45 U.S. Code § 746 - Certificates of value
On the date when the Corporation is required to deposit securities with the special court pursuant to section 743(a)(1) of this title, the Association shall deposit with the special court the certificates of value of the Association required by this section. The Secretary shall guarantee the payment of all certificates of value delivered in accordance with this subchapter. All guarantees entered by the Secretary under this section shall constitute general obligations of the United States of America for the payment or redemption of which its full faith and credit are pledged.
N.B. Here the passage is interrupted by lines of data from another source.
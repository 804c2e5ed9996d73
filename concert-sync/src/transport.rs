//! Transport endpoints.
//!
//! A [`Connection`] is a pair of unbounded message channels. The transport
//! keeps per-sender ordering; loss shows up as `incoming` returning `None`
//! (and `outgoing.send` failing), after which nothing more arrives on that
//! connection.
//!
//! ```text
//!  SessionClient                               SessionServer
//!  ┌──────────┐  outgoing ──► ws / relay ──► incoming  ┌────────────────┐
//!  │Connection│                                        │serve_connection│
//!  └──────────┘  incoming ◄── ws / relay ◄── outgoing  └────────────────┘
//! ```

use std::sync::atomic::{AtomicBool, Ordering};
use std::sync::Arc;

use futures_util::future::BoxFuture;
use futures_util::{SinkExt, StreamExt};
use tokio::io::{AsyncRead, AsyncWrite};
use tokio::sync::{mpsc, watch};
use tokio_tungstenite::tungstenite::Message;
use tokio_tungstenite::WebSocketStream;

use crate::protocol::{ProtocolError, SessionMessage};

/// One established transport endpoint.
pub struct Connection {
    pub outgoing: mpsc::UnboundedSender<SessionMessage>,
    pub incoming: mpsc::UnboundedReceiver<SessionMessage>,
}

impl Connection {
    /// Two connected ends of an in-memory link.
    pub fn pair() -> (Connection, Connection) {
        let (a_tx, a_rx) = mpsc::unbounded_channel();
        let (b_tx, b_rx) = mpsc::unbounded_channel();
        (
            Connection {
                outgoing: a_tx,
                incoming: b_rx,
            },
            Connection {
                outgoing: b_tx,
                incoming: a_rx,
            },
        )
    }

    pub fn send(&self, msg: SessionMessage) -> Result<(), ProtocolError> {
        self.outgoing.send(msg).map_err(|_| ProtocolError::ConnectionClosed)
    }
}

/// Opens connections to a session server.
pub trait Connector: Send + Sync {
    fn connect(&self) -> BoxFuture<'_, Result<Connection, ProtocolError>>;
}

/// Bridge a WebSocket stream to a [`Connection`].
///
/// One task encodes outgoing messages into binary frames; another decodes
/// incoming frames. Undecodable frames are logged and skipped.
pub fn spawn_websocket<S>(ws: WebSocketStream<S>, peer: String) -> Connection
where
    S: AsyncRead + AsyncWrite + Unpin + Send + 'static,
{
    let (mut ws_writer, mut ws_reader) = ws.split();
    let (out_tx, mut out_rx) = mpsc::unbounded_channel::<SessionMessage>();
    let (in_tx, in_rx) = mpsc::unbounded_channel::<SessionMessage>();

    let writer_peer = peer.clone();
    tokio::spawn(async move {
        while let Some(msg) = out_rx.recv().await {
            let bytes = match msg.encode() {
                Ok(bytes) => bytes,
                Err(e) => {
                    log::warn!("Dropping unencodable {:?} for {writer_peer}: {e}", msg.msg_type);
                    continue;
                }
            };
            if let Err(e) = ws_writer.send(Message::Binary(bytes.into())).await {
                log::debug!("WebSocket write to {writer_peer} failed: {e}");
                break;
            }
        }
        let _ = ws_writer.close().await;
    });

    tokio::spawn(async move {
        while let Some(frame) = ws_reader.next().await {
            match frame {
                Ok(Message::Binary(data)) => match SessionMessage::decode(&data) {
                    Ok(msg) => {
                        if in_tx.send(msg).is_err() {
                            break;
                        }
                    }
                    Err(e) => log::warn!("Failed to decode message from {peer}: {e}"),
                },
                Ok(Message::Close(_)) => break,
                Ok(_) => {}
                Err(e) => {
                    log::debug!("WebSocket error from {peer}: {e}");
                    break;
                }
            }
        }
        log::debug!("WebSocket reader for {peer} finished");
    });

    Connection {
        outgoing: out_tx,
        incoming: in_rx,
    }
}

/// Connects over WebSocket.
#[derive(Debug, Clone)]
pub struct WsConnector {
    url: String,
}

impl WsConnector {
    pub fn new(url: impl Into<String>) -> Self {
        Self { url: url.into() }
    }
}

impl Connector for WsConnector {
    fn connect(&self) -> BoxFuture<'_, Result<Connection, ProtocolError>> {
        Box::pin(async move {
            let (ws, _) = tokio_tungstenite::connect_async(self.url.as_str())
                .await
                .map_err(|e| {
                    log::debug!("Connect to {} failed: {e}", self.url);
                    ProtocolError::ConnectionClosed
                })?;
            Ok(spawn_websocket(ws, self.url.clone()))
        })
    }
}

type AcceptFn = dyn Fn(Connection) + Send + Sync;

/// In-process connector.
///
/// Every `connect` creates a relayed link and hands the server end to the
/// accept callback. `sever_all` cuts every open link in both directions;
/// `set_reachable(false)` makes further connects fail.
#[derive(Clone)]
pub struct LocalConnector {
    accept: Arc<AcceptFn>,
    reachable: Arc<AtomicBool>,
    sever: Arc<watch::Sender<u64>>,
}

impl LocalConnector {
    pub fn new(accept: impl Fn(Connection) + Send + Sync + 'static) -> Self {
        let (sever, _) = watch::channel(0);
        Self {
            accept: Arc::new(accept),
            reachable: Arc::new(AtomicBool::new(true)),
            sever: Arc::new(sever),
        }
    }

    pub fn set_reachable(&self, reachable: bool) {
        self.reachable.store(reachable, Ordering::SeqCst);
    }

    /// Simulate transport loss on every open link.
    pub fn sever_all(&self) {
        self.sever.send_modify(|generation| *generation += 1);
    }

    fn relay(
        mut from: mpsc::UnboundedReceiver<SessionMessage>,
        to: mpsc::UnboundedSender<SessionMessage>,
        mut sever: watch::Receiver<u64>,
    ) {
        tokio::spawn(async move {
            loop {
                tokio::select! {
                    msg = from.recv() => match msg {
                        Some(msg) => {
                            if to.send(msg).is_err() {
                                break;
                            }
                        }
                        None => break,
                    },
                    _ = sever.changed() => break,
                }
            }
        });
    }
}

impl Connector for LocalConnector {
    fn connect(&self) -> BoxFuture<'_, Result<Connection, ProtocolError>> {
        Box::pin(async move {
            if !self.reachable.load(Ordering::SeqCst) {
                return Err(ProtocolError::ConnectionClosed);
            }
            let (client_end, client_link) = Connection::pair();
            let (server_end, server_link) = Connection::pair();

            let Connection {
                outgoing: to_client,
                incoming: from_client,
            } = client_link;
            let Connection {
                outgoing: to_server,
                incoming: from_server,
            } = server_link;
            Self::relay(from_client, to_server, self.sever.subscribe());
            Self::relay(from_server, to_client, self.sever.subscribe());

            (self.accept)(server_end);
            Ok(client_end)
        })
    }
}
Such guarantees shall be valid and incontestable except as to mutual mistake of fact or as to fraud or material misrepresentation by the holder of such certificates or the transferor of rail properties to which certificates of value of any series so guaranteed are issued.
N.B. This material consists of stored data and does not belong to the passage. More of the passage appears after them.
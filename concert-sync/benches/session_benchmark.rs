use std::hint::black_box;

use chrono::Utc;
use concert_sync::broadcast::{Delivery, DeliveryQueue};
use concert_sync::config::LogConfig;
use concert_sync::event::{EventKind, EventPayload, PendingEvent, SessionEvent};
use concert_sync::protocol::SessionMessage;
use concert_sync::storage::record::{decode_record, encode_record};
use concert_sync::storage::EventLog;
use criterion::{criterion_group, criterion_main, BatchSize, Criterion};
use tempfile::tempdir;
use uuid::Uuid;

fn sample_event(sequence: u64, size: usize) -> SessionEvent {
    SessionEvent {
        sequence,
        origin_endpoint_id: Uuid::new_v4(),
        submission_id: Uuid::new_v4(),
        timestamp: Utc::now(),
        kind: EventKind::Transaction,
        package: None,
        payload: EventPayload::Inline(vec![0u8; size]),
    }
}

fn bench_event_message_encode(c: &mut Criterion) {
    let event = sample_event(1, 256);
    let endpoint = Uuid::new_v4();
    let session = Uuid::new_v4();

    c.bench_function("event_message_encode_256B", |b| {
        b.iter(|| {
            let msg = SessionMessage::event(black_box(endpoint), black_box(session), black_box(&event)).unwrap();
            black_box(msg.encode().unwrap());
        })
    });
}

fn bench_event_message_decode(c: &mut Criterion) {
    let event = sample_event(1, 256);
    let encoded = SessionMessage::event(Uuid::new_v4(), Uuid::new_v4(), &event)
        .unwrap()
        .encode()
        .unwrap();

    c.bench_function("event_message_decode_256B", |b| {
        b.iter(|| {
            let msg = SessionMessage::decode(black_box(&encoded)).unwrap();
            black_box(msg.session_event().unwrap());
        })
    });
}

fn bench_record_codec(c: &mut Criterion) {
    let small = sample_event(1, 64);
    let large = sample_event(2, 16 * 1024);
    let threshold = LogConfig::default().compress_threshold;

    c.bench_function("record_encode_64B", |b| {
        b.iter(|| black_box(encode_record(black_box(&small), threshold).unwrap()))
    });

    c.bench_function("record_encode_16KB_compressed", |b| {
        b.iter(|| black_box(encode_record(black_box(&large), threshold).unwrap()))
    });

    let framed = encode_record(&large, threshold).unwrap();
    c.bench_function("record_decode_16KB_compressed", |b| {
        b.iter(|| black_box(decode_record(black_box(&framed)).unwrap()))
    });
}

fn bench_log_append(c: &mut Criterion) {
    let dir = tempdir().unwrap();
    let config = LogConfig {
        sync_writes: false,
        ..LogConfig::default()
    };
    let mut log = EventLog::open(dir.path().join("events"), config).unwrap();
    let origin = Uuid::new_v4();

    c.bench_function("log_append_256B", |b| {
        b.iter(|| {
            let pending = PendingEvent::transaction(origin, vec![0u8; 256]);
            black_box(log.append(pending, Utc::now()).unwrap());
        })
    });
}

fn bench_log_replay(c: &mut Criterion) {
    let dir = tempdir().unwrap();
    let config = LogConfig {
        sync_writes: false,
        ..LogConfig::default()
    };
    let mut log = EventLog::open(dir.path().join("events"), config).unwrap();
    let origin = Uuid::new_v4();
    for _ in 0..1000 {
        log.append(PendingEvent::transaction(origin, vec![0u8; 256]), Utc::now())
            .unwrap();
    }

    c.bench_function("log_replay_1000x256B", |b| {
        b.iter(|| {
            let count = log.read_from(black_box(1)).unwrap().filter(Result::is_ok).count();
            black_box(count);
        })
    });

    c.bench_function("log_replay_last_100", |b| {
        b.iter(|| {
            let count = log.read_from(black_box(901)).unwrap().filter(Result::is_ok).count();
            black_box(count);
        })
    });
}

fn bench_delivery_handoff(c: &mut Criterion) {
    let events: Vec<SessionEvent> = (1..=200).map(|seq| sample_event(seq, 32)).collect();

    // Live events 101..=200 arrive while history 1..=100 is still replaying
    c.bench_function("delivery_queue_interleaved_200", |b| {
        b.iter_batched(
            || DeliveryQueue::new(1, 100),
            |mut queue| {
                let (history, live) = events.split_at(100);
                for (replayed, live) in history.iter().zip(live) {
                    black_box(queue.offer(Delivery::Live(live.clone())));
                    black_box(queue.offer(Delivery::Replay(replayed.clone())));
                }
                black_box(queue.buffered());
            },
            BatchSize::SmallInput,
        )
    });
}

criterion_group!(
    benches,
    bench_event_message_encode,
    bench_event_message_decode,
    bench_record_codec,
    bench_log_append,
    bench_log_replay,
    bench_delivery_handoff,
);

criterion_main!(benches);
A separate series of certificates of value shall be issued to each railroad in reorganization in the region and each person leased, operated, or controlled by such a railroad that transfers rail properties to the Corporation or a subsidiary thereof. The number of certificates of value of each series to be deposited pursuant to subsection (a) shall be equal to the number of shares of series B preferred stock of the Corporation which are required to be deposited by the Corporation with the special court, pursuant to section 743(a)(1) of this title in exchange for the rail properties transferred to the Corporation or a subsidiary thereof by such transferor. Certificates of value of the appropriate series shall be distributed by the special court, pursuant to section 743(c)(4) of this title, at the same time to the same transferors, and in the same numbers of units as shares of such series B preferred stock are distributed to such transferor.
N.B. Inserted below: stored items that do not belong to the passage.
/// Finite, restartable iterator over a snapshot of the log.
///
/// Each item is read from disk when requested. A record that fails
/// verification yields `Err(LogError::CorruptEntry)` and iteration moves
/// on to the next record.
pub struct ReplayIter {
    dir: PathBuf,
    slots: Vec<Slot>,
    pos: usize,
    reader: Option<(u64, File)>,
}

impl ReplayIter {
    /// Restart from the first event of the snapshot.
    pub fn rewind(&mut self) {
        self.pos = 0;
    }

    /// Sequence number of the last event in the snapshot.
    pub fn last_sequence(&self) -> Option<SequenceNumber> {
        self.slots.last().map(|slot| slot.sequence)
    }

    fn read_slot(&mut self, slot: Slot) -> Result<SessionEvent, LogError> {
        let mut file = match self.reader.take() {
            Some((segment, file)) if segment == slot.segment => file,
            _ => File::open(segment_path(&self.dir, slot.segment))?,
        };

        let mut buf = vec![0u8; slot.len];
        file.seek(SeekFrom::Start(slot.offset))?;
        file.read_exact(&mut buf)?;
        self.reader = Some((slot.segment, file));

        let event = record::decode_record(&buf).map_err(|reason| LogError::CorruptEntry {
            sequence: slot.sequence,
            reason,
        })?;
        if event.sequence != slot.sequence {
            return Err(LogError::CorruptEntry {
                sequence: slot.sequence,
                reason: RecordError::Decode(format!(
                    "record holds sequence {}, index expects {}",
                    event.sequence, slot.sequence
                )),
            });
        }
        Ok(event)
    }
}

impl Iterator for ReplayIter {
    type Item = Result<SessionEvent, LogError>;

    fn next(&mut self) -> Option<Self::Item> {
        let slot = *self.slots.get(self.pos)?;
        self.pos += 1;
        Some(self.read_slot(slot))
    }

    fn size_hint(&self) -> (usize, Option<usize>) {
        let remaining = self.slots.len() - self.pos;
        (remaining, Some(remaining))
    }
}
There are authorized to be appropriated to the Secretary such sums as are necessary to discharge the obligations of the United States arising under this section.
1976—Subsec. (c)(3)(A). Pub. L. 94–248, § 2, substituted “adjusted to reflect” for “without regard to”.
Subsec. (c)(3)(B). Pub. L. 94–248, § 3, inserted provisions relating to adjustment of number of shares of common stock to reflect any stock splits, stock combinations, etc.